LISTED RECORDS:
- Opening Delimiter -

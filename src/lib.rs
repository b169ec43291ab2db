//! SeeTrue Engine - cleaning and batched-inference engine for eye-tracking
//! activity classification
//!
//! The engine turns a raw eye-tracker CSV export into a canonical numeric
//! table through a deterministic pipeline: schema mapping → value
//! sanitization → temporal rebasing. It then drives a remote activity
//! classifier over the cleaned rows in fixed-size batches and folds the
//! per-batch scores into one weighted prediction for the whole session.
//!
//! ## Modules
//!
//! - **Cleaning pipeline**: [`ingest`], [`schema`], [`sanitize`], [`rebase`],
//!   orchestrated by [`pipeline`]
//! - **Inference**: [`classifier`] (the remote boundary), [`dispatcher`]
//!   (batching, aggregation, failure tolerance)
//! - **Job tracking**: [`jobs`] (keyed status store), [`engine`] (uploads,
//!   background tasks, staging)

pub mod classifier;
pub mod config;
pub mod dispatcher;
pub mod engine;
pub mod error;
pub mod ingest;
pub mod jobs;
pub mod pipeline;
pub mod rebase;
pub mod sanitize;
pub mod schema;
pub mod types;

pub use classifier::{ActivityClassifier, ClassifierError, HttpClassifier};
pub use config::EngineConfig;
pub use dispatcher::{BatchDispatcher, DEFAULT_BATCH_SIZE};
pub use engine::{Engine, UploadReceipt};
pub use error::EngineError;
pub use jobs::{JobStatus, JobStore, JobView};
pub use pipeline::{clean_file, clean_reader, write_cleaned_csv};
pub use types::{
    Activity, Aggregate, ClassifierRequest, ClassifierResponse, FinalResult, GazeTable,
};

/// Engine version embedded in logs and the CLI
pub const ENGINE_VERSION: &str = env!("CARGO_PKG_VERSION");
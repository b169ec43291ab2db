//! Batch dispatch
//!
//! Slices a cleaned table into fixed-size batches, drives the classifier
//! once per batch in row order, and folds successful responses into a
//! weighted running aggregate. One failing batch never fails the job: the
//! batch is logged, counted as skipped, and the loop moves on. The running
//! aggregate is checkpointed into the job store after every batch.

use std::ops::Range;
use std::sync::Arc;
use std::time::Duration;

use tokio_util::sync::CancellationToken;

use crate::classifier::{ActivityClassifier, ClassifierError};
use crate::error::EngineError;
use crate::jobs::JobStore;
use crate::types::{Aggregate, ClassifierRequest, ClassifierResponse, GazeTable};

/// Rows per classifier call unless the upload says otherwise
pub const DEFAULT_BATCH_SIZE: usize = 500;

/// Drives one job's batches through a classifier
pub struct BatchDispatcher {
    classifier: Arc<dyn ActivityClassifier>,
    batch_size: usize,
    inter_batch_delay: Option<Duration>,
}

impl BatchDispatcher {
    pub fn new(
        classifier: Arc<dyn ActivityClassifier>,
        batch_size: usize,
    ) -> Result<Self, EngineError> {
        if batch_size == 0 {
            return Err(EngineError::InvalidBatchSize(batch_size));
        }
        Ok(Self {
            classifier,
            batch_size,
            inter_batch_delay: None,
        })
    }

    /// Pause between batches, yielding the task so other jobs interleave
    pub fn with_inter_batch_delay(mut self, delay: Duration) -> Self {
        self.inter_batch_delay = (delay > Duration::ZERO).then_some(delay);
        self
    }

    /// Process every batch of `table` in row order and return the aggregate.
    ///
    /// Stops early when `cancel` trips; the caller decides what a partial
    /// aggregate means. Never returns an error: per-batch failures are
    /// absorbed into the skip count.
    pub async fn dispatch(
        &self,
        table: &GazeTable,
        store: &JobStore,
        key: &str,
        cancel: &CancellationToken,
    ) -> Aggregate {
        let mut aggregate = Aggregate::default();
        let mut start = 0usize;
        let mut index = 0usize;

        while start < table.n_rows {
            if cancel.is_cancelled() {
                tracing::info!(key, batch = index, "cancelled, stopping batch loop");
                break;
            }

            let end = usize::min(start + self.batch_size, table.n_rows);
            let request = build_request(table, start..end);

            match self.classify_batch(&request).await {
                Ok(response) => {
                    tracing::debug!(
                        key,
                        batch = index,
                        rows = end - start,
                        scored = response.process_data,
                        "batch scored"
                    );
                    aggregate.absorb(&response);
                }
                Err(error) => {
                    tracing::warn!(
                        key,
                        batch = index,
                        rows = end - start,
                        error = %error,
                        "batch failed, skipping"
                    );
                    aggregate.record_skip();
                }
            }

            store.update(key, &aggregate).await;
            start = end;
            index += 1;

            if let Some(delay) = self.inter_batch_delay {
                if start < table.n_rows {
                    tokio::time::sleep(delay).await;
                }
            }
        }

        aggregate
    }

    async fn classify_batch(
        &self,
        request: &ClassifierRequest,
    ) -> Result<ClassifierResponse, ClassifierError> {
        validate_request(request)?;
        self.classifier.classify(request).await
    }
}

/// Materialize one row range as the six-array wire payload.
///
/// The wire contract always carries six arrays. A pupil column the sanitizer
/// dropped (or that the recording never had) rides as zeros, the same
/// sensor-absent signal the all-zero input column carried.
pub fn build_request(table: &GazeTable, range: Range<usize>) -> ClassifierRequest {
    let rows = range.len();
    let numeric =
        |col: &Option<Vec<f64>>| col.as_ref().map(|c| c[range.clone()].to_vec()).unwrap_or_default();
    let pupil = |col: &Option<Vec<f64>>| {
        col.as_ref()
            .map(|c| c[range.clone()].to_vec())
            .unwrap_or_else(|| vec![0.0; rows])
    };

    ClassifierRequest {
        timestamp: numeric(&table.timestamp),
        gazepoint_x: numeric(&table.gazepoint_x),
        gazepoint_y: numeric(&table.gazepoint_y),
        pupil_area_right_sq_mm: pupil(&table.pupil_area_right_sq_mm),
        pupil_area_left_sq_mm: pupil(&table.pupil_area_left_sq_mm),
        eye_event: table
            .eye_event
            .as_ref()
            .map(|c| c[range.clone()].to_vec())
            .unwrap_or_default(),
    }
}

/// Pre-dispatch check: every required field present and non-empty
fn validate_request(request: &ClassifierRequest) -> Result<(), ClassifierError> {
    let fields = [
        ("timestamp", request.timestamp.len()),
        ("gazepoint_x", request.gazepoint_x.len()),
        ("gazepoint_y", request.gazepoint_y.len()),
        ("pupil_area_right_sq_mm", request.pupil_area_right_sq_mm.len()),
        ("pupil_area_left_sq_mm", request.pupil_area_left_sq_mm.len()),
        ("eye_event", request.eye_event.len()),
    ];
    for (field, len) in fields {
        if len == 0 {
            return Err(ClassifierError::InvalidPayload(format!(
                "required field {field} is empty"
            )));
        }
    }
    Ok(())
}

#[cfg(test)]
mod tests {
    use super::*;
    use crate::types::Activity;
    use async_trait::async_trait;
    use pretty_assertions::assert_eq;
    use std::collections::VecDeque;
    use std::sync::Mutex;

    /// Scripted classifier double: pops one canned outcome per call and
    /// records every request it receives.
    struct FakeClassifier {
        responses: Mutex<VecDeque<Result<ClassifierResponse, ClassifierError>>>,
        requests: Mutex<Vec<ClassifierRequest>>,
    }

    impl FakeClassifier {
        fn scripted(
            outcomes: Vec<Result<ClassifierResponse, ClassifierError>>,
        ) -> Arc<Self> {
            Arc::new(Self {
                responses: Mutex::new(outcomes.into()),
                requests: Mutex::new(Vec::new()),
            })
        }

        fn request_lens(&self) -> Vec<usize> {
            self.requests.lock().unwrap().iter().map(|r| r.len()).collect()
        }
    }

    #[async_trait]
    impl ActivityClassifier for FakeClassifier {
        async fn classify(
            &self,
            request: &ClassifierRequest,
        ) -> Result<ClassifierResponse, ClassifierError> {
            self.requests.lock().unwrap().push(request.clone());
            self.responses
                .lock()
                .unwrap()
                .pop_front()
                .unwrap_or_else(|| Err(ClassifierError::Network("script exhausted".to_string())))
        }
    }

    fn response(walking: f64, playing: f64, reading: f64, process_data: u64) -> ClassifierResponse {
        ClassifierResponse {
            walking,
            playing,
            reading,
            process_data,
        }
    }

    fn table(n_rows: usize) -> GazeTable {
        GazeTable {
            n_rows,
            timestamp: Some(vec![1.0; n_rows]),
            gazepoint_x: Some(vec![0.5; n_rows]),
            gazepoint_y: Some(vec![0.5; n_rows]),
            pupil_area_right_sq_mm: Some(vec![0.4; n_rows]),
            pupil_area_left_sq_mm: Some(vec![0.6; n_rows]),
            eye_event: Some(vec!["Fixation".to_string(); n_rows]),
            flags: Vec::new(),
        }
    }

    fn store() -> JobStore {
        JobStore::new(16, Duration::from_secs(3600))
    }

    #[tokio::test]
    async fn test_1200_rows_dispatch_as_three_batches() {
        let classifier = FakeClassifier::scripted(vec![
            Ok(response(0.6, 0.3, 0.1, 500)),
            Ok(response(0.6, 0.3, 0.1, 500)),
            Ok(response(0.2, 0.2, 0.6, 200)),
        ]);
        let dispatcher = BatchDispatcher::new(classifier.clone(), 500).unwrap();
        let store = store();
        let cancel = store.create("job").await;

        let aggregate = dispatcher.dispatch(&table(1200), &store, "job", &cancel).await;

        assert_eq!(classifier.request_lens(), vec![500, 500, 200]);
        let result = aggregate.finalize().unwrap();
        assert!((result.walking - 640.0 / 1200.0).abs() < 1e-9);
        assert!((result.playing - 340.0 / 1200.0).abs() < 1e-9);
        assert!((result.reading - 220.0 / 1200.0).abs() < 1e-9);
        assert_eq!(result.final_activity, Activity::Walking);
    }

    #[tokio::test]
    async fn test_failed_batch_is_skipped_not_fatal() {
        let classifier = FakeClassifier::scripted(vec![
            Ok(response(0.9, 0.05, 0.05, 10)),
            Err(ClassifierError::Status(503, "overloaded".to_string())),
            Ok(response(0.9, 0.05, 0.05, 10)),
        ]);
        let dispatcher = BatchDispatcher::new(classifier, 10).unwrap();
        let store = store();
        let cancel = store.create("job").await;

        let aggregate = dispatcher.dispatch(&table(30), &store, "job", &cancel).await;

        assert_eq!(aggregate.batches_total, 3);
        assert_eq!(aggregate.batches_skipped, 1);
        assert_eq!(aggregate.process_data, 20);
    }

    #[tokio::test]
    async fn test_all_batches_failing_leaves_nothing_to_finalize() {
        let classifier = FakeClassifier::scripted(vec![
            Err(ClassifierError::Network("down".to_string())),
            Err(ClassifierError::Network("down".to_string())),
        ]);
        let dispatcher = BatchDispatcher::new(classifier, 10).unwrap();
        let store = store();
        let cancel = store.create("job").await;

        let aggregate = dispatcher.dispatch(&table(20), &store, "job", &cancel).await;

        assert_eq!(aggregate.process_data, 0);
        assert_eq!(aggregate.batches_skipped, 2);
        assert_eq!(aggregate.finalize(), None);
    }

    #[tokio::test]
    async fn test_invalid_payload_skips_without_calling_classifier() {
        let classifier = FakeClassifier::scripted(vec![Ok(response(0.5, 0.3, 0.2, 10))]);
        let dispatcher = BatchDispatcher::new(classifier.clone(), 10).unwrap();
        let store = store();
        let cancel = store.create("job").await;

        let mut no_timestamps = table(10);
        no_timestamps.timestamp = None;
        let aggregate = dispatcher
            .dispatch(&no_timestamps, &store, "job", &cancel)
            .await;

        assert!(classifier.request_lens().is_empty());
        assert_eq!(aggregate.batches_skipped, 1);
    }

    #[tokio::test]
    async fn test_dropped_pupil_column_rides_as_zeros() {
        let classifier = FakeClassifier::scripted(vec![Ok(response(0.5, 0.3, 0.2, 5))]);
        let dispatcher = BatchDispatcher::new(classifier.clone(), 10).unwrap();
        let store = store();
        let cancel = store.create("job").await;

        let mut no_left_pupil = table(5);
        no_left_pupil.pupil_area_left_sq_mm = None;
        dispatcher
            .dispatch(&no_left_pupil, &store, "job", &cancel)
            .await;

        let requests = classifier.requests.lock().unwrap();
        assert_eq!(requests.len(), 1);
        assert_eq!(requests[0].pupil_area_left_sq_mm, vec![0.0; 5]);
        assert_eq!(requests[0].pupil_area_right_sq_mm, vec![0.4; 5]);
    }

    #[tokio::test]
    async fn test_cancellation_stops_the_loop_between_batches() {
        let classifier = FakeClassifier::scripted(vec![]);
        let dispatcher = BatchDispatcher::new(classifier.clone(), 10).unwrap();
        let store = store();
        let cancel = store.create("job").await;
        cancel.cancel();

        let aggregate = dispatcher.dispatch(&table(30), &store, "job", &cancel).await;

        assert!(classifier.request_lens().is_empty());
        assert_eq!(aggregate.batches_total, 0);
    }

    #[tokio::test]
    async fn test_aggregate_is_checkpointed_into_the_store() {
        let classifier = FakeClassifier::scripted(vec![
            Ok(response(0.5, 0.3, 0.2, 10)),
            Ok(response(0.5, 0.3, 0.2, 10)),
        ]);
        let dispatcher = BatchDispatcher::new(classifier, 10).unwrap();
        let store = store();
        let cancel = store.create("job").await;

        dispatcher.dispatch(&table(20), &store, "job", &cancel).await;

        let record = store.snapshot("job").await.unwrap();
        assert_eq!(record.aggregate.batches_total, 2);
        assert_eq!(record.aggregate.process_data, 20);
    }

    #[test]
    fn test_zero_batch_size_is_rejected() {
        let classifier = FakeClassifier::scripted(vec![]);
        assert!(matches!(
            BatchDispatcher::new(classifier, 0),
            Err(EngineError::InvalidBatchSize(0))
        ));
    }

    #[test]
    fn test_validation_names_the_empty_field() {
        let request = build_request(&table(0), 0..0);
        match validate_request(&request) {
            Err(ClassifierError::InvalidPayload(message)) => {
                assert!(message.contains("timestamp"));
            }
            other => panic!("expected InvalidPayload, got {:?}", other),
        }
    }
}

- Closing Delimiter -

DESCRIPTION OF THE TASK: A single number is expected: the count of lines in the entries that carry the string "InvalidBatchSize".

WORKED SOLUTION: 2